### Task requirements
Look through the listing underneath for "differences", and copy every line that has it.

BEGIN

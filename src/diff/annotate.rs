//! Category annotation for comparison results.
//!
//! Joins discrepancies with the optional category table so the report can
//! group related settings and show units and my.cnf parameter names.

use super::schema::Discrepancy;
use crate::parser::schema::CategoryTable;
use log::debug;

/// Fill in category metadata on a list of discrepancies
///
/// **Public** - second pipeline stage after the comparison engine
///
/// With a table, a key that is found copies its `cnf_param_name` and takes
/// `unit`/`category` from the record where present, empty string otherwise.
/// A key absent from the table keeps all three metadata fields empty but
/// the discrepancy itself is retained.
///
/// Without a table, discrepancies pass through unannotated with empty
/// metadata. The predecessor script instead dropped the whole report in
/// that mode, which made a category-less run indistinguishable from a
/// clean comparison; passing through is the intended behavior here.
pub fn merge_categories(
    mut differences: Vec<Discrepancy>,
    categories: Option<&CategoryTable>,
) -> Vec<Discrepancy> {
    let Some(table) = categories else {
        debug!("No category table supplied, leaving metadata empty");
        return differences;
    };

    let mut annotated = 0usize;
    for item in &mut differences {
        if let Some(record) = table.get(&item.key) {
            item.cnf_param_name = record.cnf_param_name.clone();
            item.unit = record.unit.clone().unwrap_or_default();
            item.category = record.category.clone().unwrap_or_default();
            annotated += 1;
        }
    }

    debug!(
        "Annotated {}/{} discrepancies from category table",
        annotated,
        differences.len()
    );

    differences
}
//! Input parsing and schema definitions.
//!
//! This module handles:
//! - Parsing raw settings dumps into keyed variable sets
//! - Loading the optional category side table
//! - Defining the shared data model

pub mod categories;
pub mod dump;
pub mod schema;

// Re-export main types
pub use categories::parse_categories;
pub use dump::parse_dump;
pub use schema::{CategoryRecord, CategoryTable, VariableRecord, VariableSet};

END
BEGIN

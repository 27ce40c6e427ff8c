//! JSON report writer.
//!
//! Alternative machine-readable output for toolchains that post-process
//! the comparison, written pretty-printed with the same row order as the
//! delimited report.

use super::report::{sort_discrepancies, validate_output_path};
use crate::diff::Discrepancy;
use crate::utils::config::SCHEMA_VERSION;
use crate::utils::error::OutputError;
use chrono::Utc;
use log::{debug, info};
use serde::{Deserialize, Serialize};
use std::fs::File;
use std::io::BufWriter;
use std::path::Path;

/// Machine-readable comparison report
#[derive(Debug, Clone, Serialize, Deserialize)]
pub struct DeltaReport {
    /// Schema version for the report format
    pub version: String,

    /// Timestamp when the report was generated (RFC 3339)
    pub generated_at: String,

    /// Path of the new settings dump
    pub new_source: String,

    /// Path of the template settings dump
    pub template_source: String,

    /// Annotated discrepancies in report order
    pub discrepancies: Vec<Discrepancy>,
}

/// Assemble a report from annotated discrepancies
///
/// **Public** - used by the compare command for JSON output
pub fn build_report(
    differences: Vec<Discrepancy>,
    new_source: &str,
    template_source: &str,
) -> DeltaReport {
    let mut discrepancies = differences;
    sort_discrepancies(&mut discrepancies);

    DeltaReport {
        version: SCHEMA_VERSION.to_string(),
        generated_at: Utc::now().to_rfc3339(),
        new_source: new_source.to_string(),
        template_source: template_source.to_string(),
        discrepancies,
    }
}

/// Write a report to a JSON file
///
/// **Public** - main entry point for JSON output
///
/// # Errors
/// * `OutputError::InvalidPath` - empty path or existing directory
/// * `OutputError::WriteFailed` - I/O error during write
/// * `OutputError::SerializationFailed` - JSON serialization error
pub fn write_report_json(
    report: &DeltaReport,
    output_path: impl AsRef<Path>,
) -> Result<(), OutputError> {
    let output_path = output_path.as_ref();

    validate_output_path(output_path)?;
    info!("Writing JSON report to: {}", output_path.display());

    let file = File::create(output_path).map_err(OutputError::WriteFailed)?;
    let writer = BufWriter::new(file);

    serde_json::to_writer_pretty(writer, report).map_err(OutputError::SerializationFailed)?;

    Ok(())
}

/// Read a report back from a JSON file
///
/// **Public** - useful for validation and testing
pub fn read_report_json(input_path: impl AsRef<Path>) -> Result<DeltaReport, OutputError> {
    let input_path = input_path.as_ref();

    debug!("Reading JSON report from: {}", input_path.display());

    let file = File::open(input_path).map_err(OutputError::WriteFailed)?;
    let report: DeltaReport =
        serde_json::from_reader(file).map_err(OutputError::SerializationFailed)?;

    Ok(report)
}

END
BEGIN

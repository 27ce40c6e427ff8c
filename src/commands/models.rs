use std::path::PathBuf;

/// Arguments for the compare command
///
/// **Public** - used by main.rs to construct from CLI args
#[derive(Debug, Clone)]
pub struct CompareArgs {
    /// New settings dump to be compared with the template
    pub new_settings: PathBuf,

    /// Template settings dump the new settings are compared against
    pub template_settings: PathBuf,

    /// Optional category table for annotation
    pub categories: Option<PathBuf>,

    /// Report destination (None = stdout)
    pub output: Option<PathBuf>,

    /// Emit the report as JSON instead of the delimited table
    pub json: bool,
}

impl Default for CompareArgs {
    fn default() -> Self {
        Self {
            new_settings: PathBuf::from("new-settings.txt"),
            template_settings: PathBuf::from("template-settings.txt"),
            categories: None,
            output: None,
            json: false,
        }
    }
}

END

### Answer space
    mut differences: Vec<Discrepancy>,
        return differences;
    for item in &mut differences {
        differences.len()
    differences
    differences: Vec<Discrepancy>,
    let mut discrepancies = differences;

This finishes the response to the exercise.